Even a Moderate Amount of Drinking Could Cause Brain Decline - SonicSoul
https://www.scientificamerican.com/article/even-a-moderate-amount-of-drinking-could-cause-brain-decline/
======
bossybowser
This is constantly on my mind.

I code probably for around 8 hours a day, and spend another two staring at
spreadsheets before I head home to my young family. This is repeated six days
a week. As such I take a stack of Modafinil, Sprint by Nootrobox
([https://hvmn.com/sprint](https://hvmn.com/sprint)), Vitamin B, and one
general all rounder vitamin pill to maximize my productivity.

Looking back at a) the not so legal drugs, and b) the large amounts of alcohol
I used to consume, I wonder if my brain functions would be much higher at this
point. I think reading that article, depressingly the answer is yes.

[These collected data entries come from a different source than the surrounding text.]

//! Customer-facing catalog views.
//!
//! Pure filtering over a product snapshot. Inactive products never reach a
//! customer through any of these views.

use ddh_masale_core::{Product, ProductId};

/// Category filter value that matches every product.
pub const ALL_CATEGORIES: &str = "All";

/// Maximum number of related products on a detail page.
pub const RELATED_LIMIT: usize = 3;

/// Filter applied to the customer listing.
#[derive(Debug, Clone, PartialEq, Eq)]
pub struct CatalogQuery {
    /// [`ALL_CATEGORIES`] or an exact category label.
    pub category: String,
    /// Case-insensitive needle over name and description.
    pub search: String,
}

impl Default for CatalogQuery {
    fn default() -> Self {
        Self {
            category: ALL_CATEGORIES.to_owned(),
            search: String::new(),
        }
    }
}

impl CatalogQuery {
    #[must_use]
    pub fn category(mut self, category: impl Into<String>) -> Self {
        self.category = category.into();
        self
    }

    #[must_use]
    pub fn search(mut self, search: impl Into<String>) -> Self {
        self.search = search.into();
        self
    }

    fn accepts(&self, product: &Product) -> bool {
        (self.category == ALL_CATEGORIES || product.category == self.category)
            && product.matches_search(&self.search)
    }
}

/// Read-only view of the catalog as a customer sees it.
#[derive(Debug, Clone, Default)]
pub struct Catalog {
    products: Vec<Product>,
}

impl Catalog {
    #[must_use]
    pub const fn new(products: Vec<Product>) -> Self {
        Self { products }
    }

    /// Active products in catalog order.
    pub fn visible(&self) -> impl Iterator<Item = &Product> {
        self.products.iter().filter(|p| p.is_active)
    }

    /// Active products matching `query`.
    #[must_use]
    pub fn list(&self, query: &CatalogQuery) -> Vec<&Product> {
        self.visible().filter(|p| query.accepts(p)).collect()
    }

    /// `All` followed by each visible category in first-appearance order.
    #[must_use]
    pub fn categories(&self) -> Vec<&str> {
        let mut categories = vec![ALL_CATEGORIES];
        for product in self.visible() {
            if !categories.contains(&product.category.as_str()) {
                categories.push(&product.category);
            }
        }
        categories
    }

    /// Look up a product for its detail page. Inactive products are not found.
    #[must_use]
    pub fn find_visible(&self, id: &ProductId) -> Option<&Product> {
        self.visible().find(|p| &p.id == id)
    }

    /// Other visible products in the same category.
    #[must_use]
    pub fn related(&self, product: &Product) -> Vec<&Product> {
        self.visible()
            .filter(|p| p.category == product.category && p.id != product.id)
            .take(RELATED_LIMIT)
            .collect()
    }
}
//! DDH Masale Storefront library.
//!
//! Client-side core of the storefront: the Supabase backend client,
//! repositories over its tables, session management, and the catalog,
//! review and quote workflows built on them.

#![cfg_attr(not(test), forbid(unsafe_code))]

pub mod backend;
pub mod config;
pub mod error;
pub mod repository;
pub mod services;
pub mod state;

pub use error::{AppError, ValidationError};
pub use state::{AppState, LoadKind, ViewScope};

With my younger days partying at places like Mahiki
([https://www.londonnightguide.com/mahiki-
guestlist/](https://www.londonnightguide.com/mahiki-guestlist/)) then I would
consider it a miracle that my brain is even able to function on the level that
it does - with or without my Modafinil stack.

In a parallel universe somewhere I'm working at Goldman Sachs and a non-drink
or drug taking sensible person from birth.

But meh, that would probably bore me to tears.